**Exercise objective**
All lines before the one containing "means the value", plus that line itself, are to be printed exactly as they appear below.

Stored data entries
⟨
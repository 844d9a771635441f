//! The type system: the interned lattice of types plus qualified types
//! (§3.1, §3.2, §4.1).

pub mod architecture;
pub mod completion;
pub mod interner;
pub mod lattice;

pub use completion::{EnumKind, EnumType, Field, ModuleId, StructType};
pub use interner::{Primitive, Type, TypeHandle, TypeInterner};

use bitflags::bitflags;

bitflags! {
    /// §3.2: `Const` means the value is known at compile time, `Ref` means
    /// addressable, `Buf` means contiguous-buffer addressable, `Error` is
    /// the sticky poisoning bit (§7).
    #[derive(Debug, Clone, Copy, PartialEq, Eq, Hash)]
    pub struct Qualifiers: u8 {
        const CONST = 1 << 0;
        const REF   = 1 << 1;
        const BUF   = 1 << 2;
        const ERROR = 1 << 3;
    }
}

/// `QualType = (Type, Qualifiers)` (§3.2). Every verified expression has
/// exactly one of these.
#[derive(Debug, Clone)]
pub struct QualType {
    pub ty: TypeHandle,
    pub qualifiers: Qualifiers,
}

impl QualType {
    pub fn new(ty: TypeHandle, qualifiers: Qualifiers) -> Self {
        QualType { ty, qualifiers }
    }

    pub fn rvalue(ty: TypeHandle) -> Self {
        QualType::new(ty, Qualifiers::empty())
    }

    pub fn constant(ty: TypeHandle) -> Self {
        QualType::new(ty, Qualifiers::CONST)
    }

    pub fn is_error(&self) -> bool {
        self.qualifiers.contains(Qualifiers::ERROR)
    }

    /// Poisons this qual type in place (§7): downstream consumers see the
    /// bit and skip re-diagnosing.
    pub fn poison(&mut self) {
        self.qualifiers.insert(Qualifiers::ERROR);
    }

    pub fn poisoned(ty: TypeHandle) -> Self {
        QualType::new(ty, Qualifiers::ERROR)
    }
}
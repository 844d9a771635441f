//! Name lookup over lexical scopes and embedded modules, and overload-set
//! construction for callable identifiers (§4.5 "Overload set
//! construction").

use icarus_ast::{Node, NodeId, Scope};

use crate::types::{ModuleId, QualType};

/// A symbol published by some other module (§6.4 "module export
/// layout"). Declarations local to the module being compiled are
/// referenced directly by `NodeId` instead; this type only carries the
/// data the *caller's* verifier actually needs to type-check a use site.
#[derive(Debug, Clone)]
pub struct ExportedSymbol {
    pub name: String,
    pub qual_type: QualType,
    pub constant: Option<Vec<u8>>,
}

/// One member of an overload set: either a declaration visible in this
/// compilation unit, or a symbol pulled in from another module by
/// argument-dependent lookup.
#[derive(Debug, Clone)]
pub enum Candidate {
    Local(NodeId),
    Imported(ExportedSymbol),
}

/// Abstraction the resolver uses to query a module's exports without
/// depending on how modules are stored (that's the `Importer`'s job,
/// §6.1). `icarus-core`'s driver wires a concrete implementation of this
/// over its module table.
pub trait ModuleExports {
    fn exports_named(&self, module: ModuleId, name: &str) -> Vec<ExportedSymbol>;
}

/// Ordinary lexical lookup: walk from `scope` toward the root, returning
/// the first scope's declarations for `name`. Declarations in the same
/// scope with the same name are all returned together (they form one
/// overload set); an outer scope's declarations are never merged in once
/// an inner one shadows them.
pub fn lookup_lexical<'ast>(scope: &'ast Scope<'ast>, name: &str) -> Vec<NodeId> {
    lookup_lexical_nodes(scope, name).into_iter().map(|d| d.id()).collect()
}

/// Same lookup as [`lookup_lexical`], but returns the declaration nodes
/// themselves rather than their `NodeId`s. Call-site overload resolution
/// needs the live node to read a callable's formal parameter list; ordinary
/// identifier verification only needs the `NodeId` to key `Context` by.
pub fn lookup_lexical_nodes<'ast>(scope: &'ast Scope<'ast>, name: &str) -> Vec<&'ast Node<'ast>> {
    let mut current = Some(scope);
    while let Some(s) = current {
        if let Some(decls) = s.declarations.borrow().get(name) {
            return decls.clone();
        }
        current = s.parent.get();
    }
    Vec::new()
}

/// §4.5: "collect every `Declaration` with that name visible from the
/// call-site scope *and* any name found by argument-dependent lookup: for
/// each argument whose type's provenance module is `M`, union in `M`'s
/// exports of that name."
pub fn build_overload_set<'ast>(
    scope: &'ast Scope<'ast>,
    name: &str,
    argument_provenance_modules: &[ModuleId],
    exports: &dyn ModuleExports,
) -> Vec<Candidate> {
    let mut candidates: Vec<Candidate> = lookup_lexical(scope, name).into_iter().map(Candidate::Local).collect();

    for module in argument_provenance_modules {
        for symbol in exports.exports_named(*module, name) {
            candidates.push(Candidate::Imported(symbol));
        }
    }
    candidates
}

/// `true` if `node` is itself something an overload set may legally
/// contain: a `Declaration` whose initializer is a callable literal, or
/// (transitively) anything a `FunctionLiteral`/`ShortFunctionLiteral`
/// resolves to. Used to diagnose
/// `type-error/non-callable-in-overload-set`.
pub fn is_callable(node: &Node<'_>) -> bool {
    match node {
        Node::Declaration { init_val: Some(init), .. } => is_callable(init),
        Node::FunctionLiteral { .. } | Node::ShortFunctionLiteral { .. } | Node::BuiltinFn { .. } => true,
        _ => false,
    }
}
//! Module compilation drivers (§6 "External interfaces"): the entry points
//! that turn an already-scoped AST into a [`CompiledModule`], in place of
//! the original `FileImporter`/`CompileLibrary`/`CompileExecutable` split
//! (`module/importer.h`, `misc/compile.cc`). This crate never resolves a
//! locator to a file itself — that part of `Importer` is the caller's to
//! implement — it only depends on the trait boundary.

use std::cell::RefCell;
use std::collections::HashMap;
use std::sync::Arc;

use icarus_ast::{DeclFlags, Node, NodeId, Scope};
use icarus_diagnostics::DiagnosticConsumer;

use crate::context::Context;
use crate::error::CoreError;
use crate::ir::Module as IrModule;
use crate::resolver::{ExportedSymbol, ModuleExports};
use crate::types::{ModuleId, QualType, TypeInterner};
use crate::verify::TypeVerifier;
use crate::work::WorkGraph;

/// Resolves an `import "locator"` expression to a [`ModuleId`], compiling
/// and caching the target the first time it's seen. A concrete
/// implementation owns the module table and whatever source lookup
/// (filesystem, VFS, embedded) backs `locator`.
pub trait Importer {
    fn import(&mut self, locator: &str) -> Result<ModuleId, CoreError>;
}

/// Everything a compiled module publishes to its importers: its symbol
/// table, its foreign-function bindings, and its lowered subroutines
/// (§6.4 "module export layout").
#[derive(Debug, Default)]
pub struct CompiledModule {
    pub symbols: HashMap<String, ExportedSymbol>,
    pub foreign_functions: HashMap<String, QualType>,
    pub ir: IrModule,
}

/// The simplest [`ModuleExports`] a driver can hand to [`TypeVerifier`]: a
/// flat table of already-compiled modules, keyed by the `ModuleId` each one
/// was assigned on first compilation.
impl ModuleExports for HashMap<ModuleId, CompiledModule> {
    fn exports_named(&self, module: ModuleId, name: &str) -> Vec<ExportedSymbol> {
        self.get(&module).and_then(|m| m.symbols.get(name)).cloned().into_iter().collect()
    }
}

/// State guaranteed to outlive any single module's compilation: the
/// diagnostic sink (owned by `work`), the importer, the shared type
/// interner, and every module compiled so far.
pub struct PersistentResources<'a, D: DiagnosticConsumer> {
    pub work: &'a WorkGraph<D>,
    pub interner: &'a TypeInterner,
    pub importer: &'a mut dyn Importer,
    pub exports: &'a dyn ModuleExports,
}

/// Transient state scoped to one module's compilation, as opposed to
/// [`PersistentResources`] above: just the work graph that module drains to
/// a fixpoint on its own before its `CompiledModule` is packaged up.
pub struct WorkResources<'a, D: DiagnosticConsumer> {
    pub work: &'a WorkGraph<D>,
}

/// §6.4: a declaration is exported iff it carries the `export` hashtag.
fn collect_exports<'ast>(nodes: &[&'ast Node<'ast>], ctx: &Arc<Context>) -> HashMap<String, ExportedSymbol> {
    let mut exports = HashMap::new();
    for node in nodes {
        let Node::Declaration { id, hashtags, flags, .. } = node else {
            continue;
        };
        if !hashtags.iter().any(|h| h == "export") {
            continue;
        }
        let Some(qual_type) = ctx.qual_type(node.id()) else {
            continue;
        };
        let constant = if flags.contains(DeclFlags::CONST) { ctx.load_constant(node.id()) } else { None };
        exports.insert(id.clone(), ExportedSymbol { name: id.clone(), qual_type, constant });
    }
    exports
}

/// §6.4: a `foreign("name", T)` initializer publishes a foreign-function
/// binding rather than a locally emitted subroutine.
fn collect_foreign_functions<'ast>(nodes: &[&'ast Node<'ast>], ctx: &Arc<Context>) -> HashMap<String, QualType> {
    let mut foreign = HashMap::new();
    for node in nodes {
        let Node::Declaration { id, init_val: Some(Node::Call { callee, .. }), .. } = node else {
            continue;
        };
        let Node::BuiltinFn { name, .. } = callee else {
            continue;
        };
        if name.0 != "foreign" {
            continue;
        }
        if let Some(qt) = ctx.qual_type(node.id()) {
            foreign.insert(id.clone(), qt);
        }
    }
    foreign
}

/// Verifies every top-level declaration in `nodes` under `ctx`, drains the
/// work graph to a fixpoint, and packages the result. Compiling as a
/// library never looks for `main` (§6.1).
pub fn compile_library<'ast, D: DiagnosticConsumer>(
    ctx: &Arc<Context>,
    resources: &mut PersistentResources<'_, D>,
    scope: &'ast Scope<'ast>,
    nodes: &[&'ast Node<'ast>],
) -> CompiledModule {
    let module_id = resources.interner.fresh_module_id();
    log::info!("compiling module {module_id:?} ({} top-level declaration(s))", nodes.len());
    let importer_cell = RefCell::new(&mut *resources.importer);
    let verifier =
        TypeVerifier::new(resources.interner, resources.work, resources.exports, module_id).with_importer(&importer_cell);
    for node in nodes {
        verifier.verify_expr(node, scope, ctx);
    }
    resources.work.complete(|_, _| {});

    let module = CompiledModule {
        symbols: collect_exports(nodes, ctx),
        foreign_functions: collect_foreign_functions(nodes, ctx),
        ir: verifier.emit_module_ir(scope, ctx, nodes),
    };
    log::info!("module {module_id:?} exports {} symbol(s)", module.symbols.len());
    module
}

/// Like [`compile_library`], but additionally locates the top-level `main`
/// declaration, which the caller needs as the executable's entry point
/// (grounded in the original driver's "find the `main` declaration" step).
pub fn compile_executable<'ast, D: DiagnosticConsumer>(
    ctx: &Arc<Context>,
    resources: &mut PersistentResources<'_, D>,
    scope: &'ast Scope<'ast>,
    nodes: &[&'ast Node<'ast>],
) -> (CompiledModule, Option<NodeId>) {
    let module = compile_library(ctx, resources, scope, nodes);
    let main = nodes.iter().find_map(|node| match node {
        Node::Declaration { id, .. } if id == "main" => Some(node.id()),
        _ => None,
    });
    (module, main)
}
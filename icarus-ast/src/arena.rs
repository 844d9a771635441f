//! Arena allocation for AST nodes.
//!
//! All nodes are allocated in a single arena per compilation unit so that
//! recursive node shapes (a `Binop` holding two `&'ast Node<'ast>`) don't
//! need `Box` and every node gets a stable address to key `Context` maps by.

use typed_arena::Arena;

use crate::{Node, ParameterizedExpression, Scope};

pub struct AstArena<'ast> {
    nodes: Arena<Node<'ast>>,
    params: Arena<ParameterizedExpression<'ast>>,
    scopes: Arena<Scope<'ast>>,
}

impl<'ast> AstArena<'ast> {
    pub fn new() -> Self {
        Self { nodes: Arena::new(), params: Arena::new(), scopes: Arena::new() }
    }

    pub fn alloc(&'ast self, node: Node<'ast>) -> &'ast Node<'ast> {
        self.nodes.alloc(node)
    }

    pub fn alloc_params(
        &'ast self,
        params: ParameterizedExpression<'ast>,
    ) -> &'ast ParameterizedExpression<'ast> {
        self.params.alloc(params)
    }

    pub fn alloc_scope(&'ast self, scope: Scope<'ast>) -> &'ast Scope<'ast> {
        self.scopes.alloc(scope)
    }
}

impl<'ast> Default for AstArena<'ast> {
    fn default() -> Self {
        Self::new()
    }
}
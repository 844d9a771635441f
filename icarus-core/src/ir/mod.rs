//! SSA-style intermediate representation (§3.4) and the tools that
//! produce/consume it: the builder (§4.7) and the compile-time evaluator
//! (§4.7, §4.7.1).
//!
//! The full opcode list in the original source is generated from an
//! x-macro enumerating one tag per primitive type per operation (`op.
//! xmacro.h`); this workspace models the operationally distinct opcodes
//! directly as enum variants carrying their operand type, rather than
//! generating one variant per primitive — Rust's type system doesn't need
//! the macro trick C++ does to keep that table in sync, so `Operand`
//! alone carries which primitive a value is.

pub mod builder;
pub mod evaluator;

use crate::types::TypeHandle;

#[derive(Debug, Clone, Copy, PartialEq, Eq, Hash)]
pub struct Reg(pub u32);

#[derive(Debug, Clone, Copy, PartialEq, Eq, Hash)]
pub struct BlockId(pub u32);

#[derive(Debug, Clone, Copy, PartialEq, Eq, Hash)]
pub struct SubroutineId(pub u32);

#[derive(Debug, Clone, Copy, PartialEq)]
pub enum Operand {
    Reg(Reg),
    ImmI64(i64),
    ImmF64(f64),
    ImmBool(bool),
}

#[derive(Debug, Clone, Copy, PartialEq, Eq)]
pub enum ArithOp {
    Add,
    Sub,
    Mul,
    Div,
    Mod,
}

#[derive(Debug, Clone, Copy, PartialEq, Eq)]
pub enum CmpOp {
    Eq,
    Ne,
    Lt,
    Le,
    Gt,
    Ge,
}

/// One SSA command. Each opcode declares its input operand slots, an
/// optional result register, and (implicitly, via the register's entry in
/// `Subroutine::registers`) its static type.
#[derive(Debug, Clone)]
pub enum Cmd {
    Arith { op: ArithOp, dst: Reg, lhs: Operand, rhs: Operand },
    Cmp { op: CmpOp, dst: Reg, lhs: Operand, rhs: Operand },
    And { dst: Reg, lhs: Operand, rhs: Operand },
    Or { dst: Reg, lhs: Operand, rhs: Operand },
    Not { dst: Reg, src: Operand },
    Negate { dst: Reg, src: Operand },
    /// Stack-allocates `size` bytes, `dst` receives the address.
    Alloca { dst: Reg, size: u32 },
    Load { dst: Reg, addr: Operand, size: u32 },
    Store { addr: Operand, value: Operand, size: u32 },
    /// `addr + offset`, used for `Field`/`Index` lvalues.
    PtrIncr { dst: Reg, addr: Operand, offset: Operand },
    Call { dst: Option<Reg>, callee: SubroutineId, args: Vec<Operand> },
    Phi { dst: Reg, incoming: Vec<(BlockId, Operand)> },
}

#[derive(Debug, Clone)]
pub enum Exit {
    Uncond(BlockId),
    Cond { cond: Operand, if_true: BlockId, if_false: BlockId },
    Return(Vec<Operand>),
}

#[derive(Debug, Clone)]
pub struct BasicBlock {
    pub cmds: Vec<Cmd>,
    pub exit: Exit,
}

#[derive(Debug, Clone)]
pub struct RegInfo {
    pub frame_offset: u32,
    pub byte_size: u32,
    pub ty: Option<TypeHandle>,
}

/// A function-or-jump-or-scope body (§3.4). Registers are SSA and locally
/// scoped to the subroutine they belong to.
#[derive(Debug)]
pub struct Subroutine {
    pub id: SubroutineId,
    pub blocks: Vec<BasicBlock>,
    pub registers: Vec<RegInfo>,
    /// First register index reserved for incoming parameters.
    pub param_reg_prefix: u32,
    /// First register index reserved for named out-parameters.
    pub out_param_reg_prefix: u32,
}

impl Subroutine {
    pub fn new(id: SubroutineId) -> Self {
        Subroutine { id, blocks: Vec::new(), registers: Vec::new(), param_reg_prefix: 0, out_param_reg_prefix: 0 }
    }

    pub fn alloc_reg(&mut self, byte_size: u32, ty: Option<TypeHandle>) -> Reg {
        let index = self.registers.len() as u32;
        let frame_offset = self.registers.iter().map(|r| r.byte_size).sum();
        self.registers.push(RegInfo { frame_offset, byte_size, ty });
        Reg(index)
    }

    pub fn alloc_block(&mut self, exit: Exit) -> BlockId {
        let id = BlockId(self.blocks.len() as u32);
        self.blocks.push(BasicBlock { cmds: Vec::new(), exit });
        id
    }

    pub fn block_mut(&mut self, id: BlockId) -> &mut BasicBlock {
        &mut self.blocks[id.0 as usize]
    }
}

/// A compiled module's subroutines, owned by the `CompiledModule` they
/// belong to (§5 "Resource discipline").
#[derive(Debug, Default)]
pub struct Module {
    pub subroutines: Vec<Subroutine>,
}

impl Module {
    pub fn push(&mut self, subroutine: Subroutine) -> SubroutineId {
        let id = subroutine.id;
        self.subroutines.push(subroutine);
        id
    }

    pub fn get(&self, id: SubroutineId) -> &Subroutine {
        &self.subroutines[id.0 as usize]
    }
}
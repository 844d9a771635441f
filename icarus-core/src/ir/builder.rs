//! IR Builder (§4.7): lowers verified expressions to `Cmd` sequences.
//!
//! Lowering itself is syntax-directed over the verified AST and needs the
//! verifier's `QualType`s to know which opcode a given `Binop` lowers to
//! (e.g. `+` on `F64` vs `+` on `I64`); this module supplies the
//! mechanical part — block/register allocation and the control-flow
//! skeletons every `if`/`while`/call lowers through — and leaves "which
//! `Cmd` a given verified node produces" to the caller driving it
//! (`verify`/`compile`), which has that type information in hand.

use crate::ir::{ArithOp, BlockId, Cmd, CmpOp, Exit, Operand, Reg, Subroutine};
use crate::types::TypeHandle;

pub struct Builder<'sub> {
    subroutine: &'sub mut Subroutine,
    current: BlockId,
}

impl<'sub> Builder<'sub> {
    /// Starts building into `subroutine`, with one entry block whose exit
    /// is a placeholder `Return([])` until [`Builder::set_exit`] replaces
    /// it.
    pub fn new(subroutine: &'sub mut Subroutine) -> Self {
        let entry = subroutine.alloc_block(Exit::Return(vec![]));
        Builder { subroutine, current: entry }
    }

    pub fn current_block(&self) -> BlockId {
        self.current
    }

    pub fn new_block(&mut self) -> BlockId {
        self.subroutine.alloc_block(Exit::Return(vec![]))
    }

    pub fn switch_to(&mut self, block: BlockId) {
        self.current = block;
    }

    pub fn set_exit(&mut self, block: BlockId, exit: Exit) {
        self.subroutine.block_mut(block).exit = exit;
    }

    pub fn push(&mut self, cmd: Cmd) {
        self.subroutine.block_mut(self.current).cmds.push(cmd);
    }

    pub fn alloc_reg(&mut self, byte_size: u32, ty: Option<TypeHandle>) -> Reg {
        self.subroutine.alloc_reg(byte_size, ty)
    }

    pub fn emit_arith(&mut self, op: ArithOp, lhs: Operand, rhs: Operand, byte_size: u32, ty: Option<TypeHandle>) -> Reg {
        let dst = self.alloc_reg(byte_size, ty);
        self.push(Cmd::Arith { op, dst, lhs, rhs });
        dst
    }

    pub fn emit_cmp(&mut self, op: CmpOp, lhs: Operand, rhs: Operand) -> Reg {
        let dst = self.alloc_reg(1, None);
        self.push(Cmd::Cmp { op, dst, lhs, rhs });
        dst
    }

    pub fn emit_negate(&mut self, src: Operand, byte_size: u32, ty: Option<TypeHandle>) -> Reg {
        let dst = self.alloc_reg(byte_size, ty);
        self.push(Cmd::Negate { dst, src });
        dst
    }

    pub fn emit_alloca(&mut self, size: u32, ty: Option<TypeHandle>) -> Reg {
        let dst = self.alloc_reg(size, ty);
        self.push(Cmd::Alloca { dst, size });
        dst
    }

    /// `if` lowering (§4.7): `CondJump` + two blocks + a landing block.
    /// `lower_then`/`lower_else` each receive the builder positioned at
    /// their block and must leave it ready to fall through (its exit is
    /// overwritten to jump to the landing block afterward).
    pub fn lower_if(
        &mut self,
        cond: Operand,
        lower_then: impl FnOnce(&mut Self),
        lower_else: Option<impl FnOnce(&mut Self)>,
    ) -> BlockId {
        let then_block = self.new_block();
        let else_block = self.new_block();
        let landing = self.new_block();

        self.set_exit(self.current, Exit::Cond { cond, if_true: then_block, if_false: else_block });

        self.switch_to(then_block);
        lower_then(self);
        self.set_exit(then_block, Exit::Uncond(landing));

        self.switch_to(else_block);
        if let Some(lower_else) = lower_else {
            lower_else(self);
        }
        self.set_exit(else_block, Exit::Uncond(landing));

        self.switch_to(landing);
        landing
    }

    /// `while` lowering (§4.7): header/body/landing. `cond` is
    /// re-evaluated by `lower_cond` each time the header runs.
    pub fn lower_while(&mut self, mut lower_cond: impl FnMut(&mut Self) -> Operand, lower_body: impl FnOnce(&mut Self)) -> BlockId {
        let header = self.new_block();
        let body = self.new_block();
        let landing = self.new_block();

        self.set_exit(self.current, Exit::Uncond(header));

        self.switch_to(header);
        let cond = lower_cond(self);
        self.set_exit(header, Exit::Cond { cond, if_true: body, if_false: landing });

        self.switch_to(body);
        lower_body(self);
        self.set_exit(body, Exit::Uncond(header));

        self.switch_to(landing);
        landing
    }
}

#[cfg(test)]
mod tests {
    use super::*;
    use crate::ir::SubroutineId;

    #[test]
    fn if_lowering_produces_four_blocks_joined_at_a_landing_block() {
        let mut sub = Subroutine::new(SubroutineId(0));
        let mut builder = Builder::new(&mut sub);
        let landing = builder.lower_if(Operand::ImmBool(true), |_| {}, None::<fn(&mut Builder)>);
        assert_eq!(landing, BlockId(3));
        assert_eq!(sub.blocks.len(), 4);
    }

    #[test]
    fn while_lowering_loops_body_back_to_header() {
        let mut sub = Subroutine::new(SubroutineId(0));
        let mut builder = Builder::new(&mut sub);
        builder.lower_while(|_| Operand::ImmBool(false), |_| {});
        // entry -> header -> body -> landing
        assert_eq!(sub.blocks.len(), 4);
        match &sub.blocks[2].exit {
            Exit::Uncond(BlockId(1)) => {}
            other => panic!("body must jump back to header, got {other:?}"),
        }
    }
}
⟩
**Result**
repository 844d9a771635441f
//! The type system: the interned lattice of types plus qualified types
//! (§3.1, §3.2, §4.1).

pub mod architecture;
pub mod completion;
pub mod interner;
pub mod lattice;

pub use completion::{EnumKind, EnumType, Field, ModuleId, StructType};
pub use interner::{Primitive, Type, TypeHandle, TypeInterner};

use bitflags::bitflags;

bitflags! {
    /// §3.2: `Const` means the value is known at compile time, `Ref` means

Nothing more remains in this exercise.